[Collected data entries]
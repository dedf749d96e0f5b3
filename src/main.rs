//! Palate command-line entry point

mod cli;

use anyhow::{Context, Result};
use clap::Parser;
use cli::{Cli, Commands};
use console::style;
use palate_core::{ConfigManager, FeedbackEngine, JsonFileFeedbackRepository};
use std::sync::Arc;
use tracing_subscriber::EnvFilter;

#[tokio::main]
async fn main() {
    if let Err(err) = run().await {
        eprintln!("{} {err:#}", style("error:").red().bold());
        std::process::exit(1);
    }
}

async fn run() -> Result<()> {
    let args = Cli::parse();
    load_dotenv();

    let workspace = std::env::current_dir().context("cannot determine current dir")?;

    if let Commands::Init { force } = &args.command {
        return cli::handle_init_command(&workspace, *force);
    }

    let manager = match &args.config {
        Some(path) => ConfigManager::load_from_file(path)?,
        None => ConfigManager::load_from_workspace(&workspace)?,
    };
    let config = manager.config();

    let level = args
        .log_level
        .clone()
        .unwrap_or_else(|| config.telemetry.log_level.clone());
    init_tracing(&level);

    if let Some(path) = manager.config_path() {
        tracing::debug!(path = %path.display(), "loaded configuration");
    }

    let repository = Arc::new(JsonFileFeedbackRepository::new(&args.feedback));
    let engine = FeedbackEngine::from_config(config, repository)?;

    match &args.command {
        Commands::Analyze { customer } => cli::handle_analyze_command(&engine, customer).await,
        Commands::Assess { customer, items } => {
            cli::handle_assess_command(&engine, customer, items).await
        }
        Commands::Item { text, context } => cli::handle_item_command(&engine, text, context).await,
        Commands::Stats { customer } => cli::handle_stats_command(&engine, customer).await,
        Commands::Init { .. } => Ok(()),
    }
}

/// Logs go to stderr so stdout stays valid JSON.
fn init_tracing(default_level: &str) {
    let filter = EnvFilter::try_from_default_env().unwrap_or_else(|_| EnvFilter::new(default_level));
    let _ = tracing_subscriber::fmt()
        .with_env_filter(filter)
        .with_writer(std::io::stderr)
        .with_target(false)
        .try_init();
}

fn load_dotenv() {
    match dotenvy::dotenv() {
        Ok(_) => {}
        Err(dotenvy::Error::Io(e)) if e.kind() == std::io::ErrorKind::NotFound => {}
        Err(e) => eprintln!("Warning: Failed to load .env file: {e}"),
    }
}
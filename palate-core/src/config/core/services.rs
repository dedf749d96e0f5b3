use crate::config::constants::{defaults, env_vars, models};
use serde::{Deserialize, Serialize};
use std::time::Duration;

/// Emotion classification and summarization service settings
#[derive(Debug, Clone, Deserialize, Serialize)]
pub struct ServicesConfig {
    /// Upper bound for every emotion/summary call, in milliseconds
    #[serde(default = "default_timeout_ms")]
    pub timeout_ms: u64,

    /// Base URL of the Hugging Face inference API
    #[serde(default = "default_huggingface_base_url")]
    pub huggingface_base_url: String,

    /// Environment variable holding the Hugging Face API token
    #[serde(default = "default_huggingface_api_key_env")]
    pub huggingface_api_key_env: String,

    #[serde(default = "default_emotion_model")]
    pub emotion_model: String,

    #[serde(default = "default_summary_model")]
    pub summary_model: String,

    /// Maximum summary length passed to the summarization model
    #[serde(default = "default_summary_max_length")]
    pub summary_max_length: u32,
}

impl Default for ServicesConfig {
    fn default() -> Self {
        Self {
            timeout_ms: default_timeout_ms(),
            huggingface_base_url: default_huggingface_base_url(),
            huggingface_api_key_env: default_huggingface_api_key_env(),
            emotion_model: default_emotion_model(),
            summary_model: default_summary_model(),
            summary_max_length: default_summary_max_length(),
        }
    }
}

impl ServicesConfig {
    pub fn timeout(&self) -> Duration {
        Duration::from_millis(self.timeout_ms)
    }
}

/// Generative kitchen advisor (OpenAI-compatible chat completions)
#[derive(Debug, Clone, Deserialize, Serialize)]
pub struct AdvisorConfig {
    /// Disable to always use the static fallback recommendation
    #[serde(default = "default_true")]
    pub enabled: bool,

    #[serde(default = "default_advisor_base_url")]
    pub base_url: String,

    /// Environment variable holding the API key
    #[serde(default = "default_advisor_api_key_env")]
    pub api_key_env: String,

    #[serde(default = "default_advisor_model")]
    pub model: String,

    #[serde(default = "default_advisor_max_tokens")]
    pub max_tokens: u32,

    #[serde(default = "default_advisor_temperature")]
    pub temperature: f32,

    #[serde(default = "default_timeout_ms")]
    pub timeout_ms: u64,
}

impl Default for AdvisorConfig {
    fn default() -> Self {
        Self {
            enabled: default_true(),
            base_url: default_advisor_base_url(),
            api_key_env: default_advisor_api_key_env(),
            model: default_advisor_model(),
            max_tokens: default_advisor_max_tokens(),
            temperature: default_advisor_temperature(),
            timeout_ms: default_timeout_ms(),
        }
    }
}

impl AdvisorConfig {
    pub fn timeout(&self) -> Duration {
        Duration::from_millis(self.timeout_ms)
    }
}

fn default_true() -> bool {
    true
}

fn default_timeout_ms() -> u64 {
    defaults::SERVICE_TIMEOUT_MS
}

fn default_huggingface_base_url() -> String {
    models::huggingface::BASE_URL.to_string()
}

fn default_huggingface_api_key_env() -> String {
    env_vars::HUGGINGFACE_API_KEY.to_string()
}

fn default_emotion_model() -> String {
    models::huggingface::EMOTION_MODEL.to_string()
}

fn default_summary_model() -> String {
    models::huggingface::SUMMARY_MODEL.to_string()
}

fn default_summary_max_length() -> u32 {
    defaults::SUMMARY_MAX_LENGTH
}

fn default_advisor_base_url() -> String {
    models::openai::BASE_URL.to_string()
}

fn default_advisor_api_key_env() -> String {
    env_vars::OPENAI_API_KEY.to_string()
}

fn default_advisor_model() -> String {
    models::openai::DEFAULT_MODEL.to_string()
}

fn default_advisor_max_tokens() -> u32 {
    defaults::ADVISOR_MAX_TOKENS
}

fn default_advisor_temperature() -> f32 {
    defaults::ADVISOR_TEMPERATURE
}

## What the exercise asks
Only one number is expected: the count of lines in the entries holding the string "AdvisorConfig".

## Answer to this task
3